DIRECTIONS FOR THIS TASK: The lines to return are those below that contain the word "endpoint".

EXERCISE INPUTS:
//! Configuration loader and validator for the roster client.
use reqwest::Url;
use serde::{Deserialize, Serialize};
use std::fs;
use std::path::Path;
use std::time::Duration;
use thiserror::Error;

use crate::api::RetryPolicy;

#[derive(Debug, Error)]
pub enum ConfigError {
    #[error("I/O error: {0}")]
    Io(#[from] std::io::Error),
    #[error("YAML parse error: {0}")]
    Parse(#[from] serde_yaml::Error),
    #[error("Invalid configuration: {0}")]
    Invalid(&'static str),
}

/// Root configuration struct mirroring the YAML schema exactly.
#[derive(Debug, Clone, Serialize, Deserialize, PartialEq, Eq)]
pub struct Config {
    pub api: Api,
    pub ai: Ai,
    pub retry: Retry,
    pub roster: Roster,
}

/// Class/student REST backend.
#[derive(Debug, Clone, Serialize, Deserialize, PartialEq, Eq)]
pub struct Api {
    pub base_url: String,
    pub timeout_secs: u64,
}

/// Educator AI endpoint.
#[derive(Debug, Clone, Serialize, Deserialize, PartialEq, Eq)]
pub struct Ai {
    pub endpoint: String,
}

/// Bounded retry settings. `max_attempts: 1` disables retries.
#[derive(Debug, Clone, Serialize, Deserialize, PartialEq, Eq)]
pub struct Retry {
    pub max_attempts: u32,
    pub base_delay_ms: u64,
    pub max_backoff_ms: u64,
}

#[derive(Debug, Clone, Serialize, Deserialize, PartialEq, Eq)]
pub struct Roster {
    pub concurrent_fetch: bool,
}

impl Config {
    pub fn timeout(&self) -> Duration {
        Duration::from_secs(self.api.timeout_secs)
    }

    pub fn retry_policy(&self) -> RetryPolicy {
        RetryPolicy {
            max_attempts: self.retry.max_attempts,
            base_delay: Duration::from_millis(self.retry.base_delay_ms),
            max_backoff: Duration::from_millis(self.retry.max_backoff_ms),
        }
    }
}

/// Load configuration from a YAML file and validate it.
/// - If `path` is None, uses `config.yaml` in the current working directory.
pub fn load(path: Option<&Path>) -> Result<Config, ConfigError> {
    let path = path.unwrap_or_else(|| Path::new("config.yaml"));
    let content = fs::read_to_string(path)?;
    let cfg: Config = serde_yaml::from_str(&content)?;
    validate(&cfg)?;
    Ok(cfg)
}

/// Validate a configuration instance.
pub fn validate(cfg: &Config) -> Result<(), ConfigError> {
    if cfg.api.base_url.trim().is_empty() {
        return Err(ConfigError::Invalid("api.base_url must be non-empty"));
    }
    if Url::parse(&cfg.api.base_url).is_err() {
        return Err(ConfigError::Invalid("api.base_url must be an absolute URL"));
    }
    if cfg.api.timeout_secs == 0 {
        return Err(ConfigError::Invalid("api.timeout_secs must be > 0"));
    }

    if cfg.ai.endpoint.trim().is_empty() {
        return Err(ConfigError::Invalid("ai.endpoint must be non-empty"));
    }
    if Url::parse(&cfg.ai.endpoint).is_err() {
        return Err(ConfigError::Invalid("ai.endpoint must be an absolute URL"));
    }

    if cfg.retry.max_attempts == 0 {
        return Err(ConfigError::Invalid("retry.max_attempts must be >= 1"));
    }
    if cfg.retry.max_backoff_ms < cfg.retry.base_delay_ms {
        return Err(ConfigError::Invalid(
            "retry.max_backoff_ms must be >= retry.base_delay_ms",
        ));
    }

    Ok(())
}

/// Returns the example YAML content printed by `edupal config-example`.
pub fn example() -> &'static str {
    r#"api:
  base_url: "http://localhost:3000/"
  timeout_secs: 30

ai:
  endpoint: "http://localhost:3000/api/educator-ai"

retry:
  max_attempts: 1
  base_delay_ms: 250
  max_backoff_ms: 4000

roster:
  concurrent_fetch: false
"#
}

SOLVED EXERCISE:
/// Educator AI endpoint.
    pub endpoint: String,
    if cfg.ai.endpoint.trim().is_empty() {
        return Err(ConfigError::Invalid("ai.endpoint must be non-empty"));
    if Url::parse(&cfg.ai.endpoint).is_err() {
        return Err(ConfigError::Invalid("ai.endpoint must be an absolute URL"));
  endpoint: "http://localhost:3000/api/educator-ai"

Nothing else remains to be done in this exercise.